■ What you are asked to do:
Reproduce the data in its entirety, exactly as supplied.

-------

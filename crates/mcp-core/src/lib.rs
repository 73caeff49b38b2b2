//! Core types and errors for codebase-mcp.
//!
//! This crate provides the foundational types shared by the example MCP
//! servers and the migration performance harness.
//!
//! # Architecture
//!
//! The core consists of:
//! - Error hierarchy with contextual information
//! - Strong domain types (`DatabaseName`, `ToolName`)
//! - CLI output and exit-code types
//! - Argument validation for subprocess execution

#![deny(unsafe_code)]
#![warn(missing_docs, missing_debug_implementations)]

mod command;
mod error;
mod types;

pub mod cli;

pub use command::{render_command, validate_argument, validate_program};
pub use error::{Error, Result};
pub use types::{DatabaseName, ToolName};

-------

■ Answer to this problem:
filename crates/mcp-core/src/lib.rs
repository 73caeff49b38b2b2
//! Core types and errors for codebase-mcp.
//!
//! This crate provides the foundational types shared by the example MCP
//! servers and the migration performance harness.
//!
//! # Architecture
//!
//! The core consists of:
//! - Error hierarchy with contextual information
//! - Strong domain types (`DatabaseName`, `ToolName`)
//! - CLI output and exit-code types
//! - Argument validation for subprocess execution

#![deny(unsafe_code)]
#![warn(missing_docs, missing_debug_implementations)]

mod command;
mod error;
mod types;

pub mod cli;

pub use command::{render_command, validate_argument, validate_program};
pub use error::{Error, Result};
pub use types::{DatabaseName, ToolName};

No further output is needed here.